Abstract

Reduced bone mineral density (BMD) is increasingly recognized in patients receiving antiepileptic drug therapy. The precise prevalence is not known due to variability across populations studied. We set out to characterize the prevalence of abnormal BMD in an urban population of patients with epilepsy with the intent to determine the value of routine BMD screening. We performed a cross-sectional study of 130 consecutive patients seen thorough our Comprehensive Epilepsy Center. BMD was measured using dual X-ray absorptiometry and was reported as T-score and Z-score. Additional information collected for each patient included age, race, gender, current and prior AEDs, ambulatory state, menopausal state, concomitant medications potentially associated with reduced bone mineralization, and comorbid illness potentially associated with reduced bone mineralization. Associations between reduced bone mineralization and variables were tested for significance using Fisher's exact test, Student's t-test, and Wilcoxon rank sum test. The average age of the entire study population was 43.5 (+/-12.5) years.

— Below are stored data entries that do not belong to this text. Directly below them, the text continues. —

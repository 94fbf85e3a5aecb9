//! Shared test utilities: a temporary run environment and in-process fakes
//! for every collaborator the scheduler talks to.

#![allow(dead_code)]

use anyhow::Result;
use std::cell::{Cell, RefCell};
use std::collections::HashMap;
use std::fs;
use std::path::{Path, PathBuf};
use std::time::Duration;
use tempfile::TempDir;

use bootstrapper::console::{ConsoleSession, ConsoleUserState};
use bootstrapper::digest::sha256_bytes;
use bootstrapper::fetch::{FetchOutcome, FetchRequest, Fetcher};
use bootstrapper::installer::PackageInstaller;
use bootstrapper::rendezvous::{MemoryFlag, Rendezvous};
use bootstrapper::script::{ScriptExecutor, UserScriptQueue};
use bootstrapper::teardown::ServiceManager;
use bootstrapper::version::DottedVersion;
use bootstrapper::{Collaborators, RunConfig};

pub const MANIFEST_URL: &str = "https://bootstrap.test/bootstrap.json";

/// Temporary directories standing in for the device's filesystem.
pub struct TestEnv {
    /// Temporary directory (kept alive for lifetime of TestEnv)
    pub _temp_dir: TempDir,
    pub root: PathBuf,
    pub config: RunConfig,
}

impl TestEnv {
    pub fn new() -> Self {
        let temp_dir = TempDir::new().expect("Failed to create temp dir");
        let root = temp_dir.path().to_path_buf();

        let mut config = RunConfig::with_dirs(root.join("work"), root.join("flags"));
        config.manifest_url = Some(MANIFEST_URL.to_string());
        config.daemon_id = "com.test.bootstrap".into();
        config.agent_id = "com.test.bootstrap.agent".into();
        config.status_log = root.join("status.log");
        config.launch_daemons_dir = root.join("LaunchDaemons");
        config.launch_agents_dir = root.join("LaunchAgents");
        config.flag_poll = Duration::ZERO;
        config.console_poll = Duration::ZERO;
        config.settle = Duration::ZERO;

        for dir in [&config.launch_daemons_dir, &config.launch_agents_dir] {
            fs::create_dir_all(dir).expect("Failed to create launchd dir");
        }
        fs::write(config.daemon_plist(), "<plist/>").expect("Failed to write daemon plist");
        fs::write(config.agent_plist(), "<plist/>").expect("Failed to write agent plist");

        Self {
            _temp_dir: temp_dir,
            root,
            config,
        }
    }

    /// Path under the working directory.
    pub fn work(&self, rel: &str) -> PathBuf {
        self.config.work_dir.join(rel)
    }

    /// Path under the user-script queue.
    pub fn queued(&self, name: &str) -> PathBuf {
        self.config.userscript_dir().join(name)
    }

    /// Lines written to the status log so far.
    pub fn status_lines(&self) -> Vec<String> {
        fs::read_to_string(&self.config.status_log)
            .map(|s| s.lines().map(str::to_string).collect())
            .unwrap_or_default()
    }
}

/// A package item entry for a manifest.
pub fn package(name: &str, file: &Path, url: &str, body: &[u8], id: &str, version: &str) -> serde_json::Value {
    serde_json::json!({
        "type": "package",
        "name": name,
        "file": file,
        "url": url,
        "hash": sha256_bytes(body),
        "packageid": id,
        "version": version,
    })
}

pub fn rootscript(name: &str, file: &Path, url: &str, body: &[u8], wait: bool) -> serde_json::Value {
    serde_json::json!({
        "type": "rootscript",
        "name": name,
        "file": file,
        "url": url,
        "hash": sha256_bytes(body),
        "waitForCompletion": wait,
    })
}

pub fn userscript(name: &str, file: &Path, url: &str, body: &[u8]) -> serde_json::Value {
    serde_json::json!({
        "type": "userscript",
        "name": name,
        "file": file,
        "url": url,
        "hash": sha256_bytes(body),
    })
}

/// Serves fixed payloads by URL and counts requests.
#[derive(Default)]
pub struct FakeFetcher {
    payloads: HashMap<String, Vec<u8>>,
    pub requests: RefCell<Vec<FetchRequest>>,
}

impl FakeFetcher {
    pub fn new() -> Self {
        Self::default()
    }

    pub fn serve(mut self, url: &str, body: impl Into<Vec<u8>>) -> Self {
        self.payloads.insert(url.to_string(), body.into());
        self
    }

    /// Serve `manifest` as the bootstrap manifest.
    pub fn with_manifest(self, manifest: &serde_json::Value) -> Self {
        self.serve(MANIFEST_URL, manifest.to_string())
    }

    pub fn count(&self, url: &str) -> usize {
        self.requests
            .borrow()
            .iter()
            .filter(|r| r.url == url)
            .count()
    }
}

impl Fetcher for FakeFetcher {
    fn fetch(&self, request: &FetchRequest) -> FetchOutcome {
        self.requests.borrow_mut().push(request.clone());
        let Some(body) = self.payloads.get(&request.url) else {
            return FetchOutcome::TransportError(format!("404 {}", request.url));
        };
        if let Some(parent) = request.dest.parent() {
            fs::create_dir_all(parent).expect("Failed to create fetch destination");
        }
        fs::write(&request.dest, body).expect("Failed to write fetched file");
        FetchOutcome::Complete(request.dest.clone())
    }
}

/// Receipt database in memory; records every install.
#[derive(Default)]
pub struct FakeInstaller {
    receipts: HashMap<String, String>,
    exit_code: i32,
    pub installed: RefCell<Vec<PathBuf>>,
}

impl FakeInstaller {
    pub fn new() -> Self {
        Self::default()
    }

    pub fn with_receipt(mut self, id: &str, version: &str) -> Self {
        self.receipts.insert(id.to_string(), version.to_string());
        self
    }

    pub fn failing(mut self, code: i32) -> Self {
        self.exit_code = code;
        self
    }
}

impl PackageInstaller for FakeInstaller {
    fn installed_version(&self, package_id: &str) -> String {
        self.receipts
            .get(package_id)
            .cloned()
            .unwrap_or_else(|| DottedVersion::NOT_INSTALLED.to_string())
    }

    fn install(&self, path: &Path) -> Result<i32> {
        self.installed.borrow_mut().push(path.to_path_buf());
        Ok(self.exit_code)
    }
}

/// Records script runs instead of executing them.
pub struct FakeScripts {
    succeed: bool,
    pub runs: RefCell<Vec<(PathBuf, bool)>>,
}

impl FakeScripts {
    pub fn new(succeed: bool) -> Self {
        Self {
            succeed,
            runs: RefCell::new(Vec::new()),
        }
    }

    pub fn ran(&self) -> Vec<PathBuf> {
        self.runs.borrow().iter().map(|(p, _)| p.clone()).collect()
    }
}

impl Default for FakeScripts {
    fn default() -> Self {
        Self::new(true)
    }
}

impl ScriptExecutor for FakeScripts {
    fn run(&self, path: &Path, wait: bool) -> bool {
        self.runs.borrow_mut().push((path.to_path_buf(), wait));
        !wait || self.succeed
    }
}

/// Plays the user-session agent inline: every signal drains the whole queue
/// and clears the flag before returning.
pub struct InlineAgent {
    queue: UserScriptQueue,
    flag: MemoryFlag,
    pub signals: Cell<usize>,
    /// Contents of every script the agent consumed, in order.
    pub consumed: RefCell<Vec<String>>,
}

impl InlineAgent {
    pub fn new(config: &RunConfig) -> Self {
        Self {
            queue: UserScriptQueue::new(config.userscript_dir()),
            flag: MemoryFlag::new(),
            signals: Cell::new(0),
            consumed: RefCell::new(Vec::new()),
        }
    }
}

impl Rendezvous for InlineAgent {
    fn signal(&self) -> Result<()> {
        self.flag.signal()?;
        self.signals.set(self.signals.get() + 1);
        for script in self.queue.pending()? {
            self.consumed
                .borrow_mut()
                .push(fs::read_to_string(&script).unwrap_or_default());
            fs::remove_file(&script)?;
        }
        self.flag.clear()
    }

    fn is_clear(&self) -> bool {
        self.flag.is_clear()
    }

    fn clear(&self) -> Result<()> {
        self.flag.clear()
    }
}

/// Console that walks through a fixed sequence of states, then stays on
/// the last one.
pub struct FakeConsole {
    states: RefCell<Vec<ConsoleUserState>>,
    pub queries: Cell<usize>,
}

impl FakeConsole {
    pub fn user() -> Self {
        Self::sequence(vec![real_user()])
    }

    pub fn sequence(mut states: Vec<ConsoleUserState>) -> Self {
        states.reverse();
        Self {
            states: RefCell::new(states),
            queries: Cell::new(0),
        }
    }
}

impl ConsoleSession for FakeConsole {
    fn current(&self) -> ConsoleUserState {
        self.queries.set(self.queries.get() + 1);
        let mut states = self.states.borrow_mut();
        if states.len() > 1 {
            states.pop().unwrap_or(ConsoleUserState::None)
        } else {
            states.last().cloned().unwrap_or(ConsoleUserState::None)
        }
    }
}

pub fn real_user() -> ConsoleUserState {
    ConsoleUserState::RealUser {
        name: "alice".into(),
        uid: Some(501),
    }
}

/// Records launchctl / shutdown calls.
#[derive(Default)]
pub struct FakeServices(pub RefCell<Vec<String>>);

impl ServiceManager for FakeServices {
    fn remove_agent(&self, uid: u32, agent_id: &str) -> Result<()> {
        self.0.borrow_mut().push(format!("remove agent {} {}", uid, agent_id));
        Ok(())
    }

    fn remove_daemon(&self, daemon_id: &str) -> Result<()> {
        self.0.borrow_mut().push(format!("remove daemon {}", daemon_id));
        Ok(())
    }

    fn reboot(&self) -> Result<()> {
        self.0.borrow_mut().push("reboot".into());
        Ok(())
    }
}

/// One of every fake, wired together.
pub struct Fakes {
    pub fetcher: FakeFetcher,
    pub installer: FakeInstaller,
    pub scripts: FakeScripts,
    pub agent: InlineAgent,
    pub console: FakeConsole,
    pub services: FakeServices,
}

impl Fakes {
    pub fn new(env: &TestEnv, fetcher: FakeFetcher) -> Self {
        Self {
            fetcher,
            installer: FakeInstaller::new(),
            scripts: FakeScripts::default(),
            agent: InlineAgent::new(&env.config),
            console: FakeConsole::user(),
            services: FakeServices::default(),
        }
    }

    pub fn deps(&self) -> Collaborators<'_> {
        Collaborators {
            fetcher: &self.fetcher,
            installer: &self.installer,
            scripts: &self.scripts,
            rendezvous: &self.agent,
            console: &self.console,
            services: &self.services,
        }
    }
}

Fifty-five percent of patients had T-score less than or equal to -1, the WHO criterion for osteopenia in postmenopausal women. The prevalence of Z-scores less than -2.0 was 15%, which is more than sixfold greater than expected. The markers for decreased BMD included older age or menopause in women, longer duration of therapy, and a history of use of phenytoin or phenobarbital. Assisted ambulation was also associated with low BMD. Our results indicate that reduced bone mineralization is prevalent and a significant health concern in an urban population of patients with epilepsy. Because of the high prevalence of reduced bone mineralization reported in numerous studies including this study, routinely screening for reduced bone mineralization is warranted in patients receiving anticonvulsant therapy.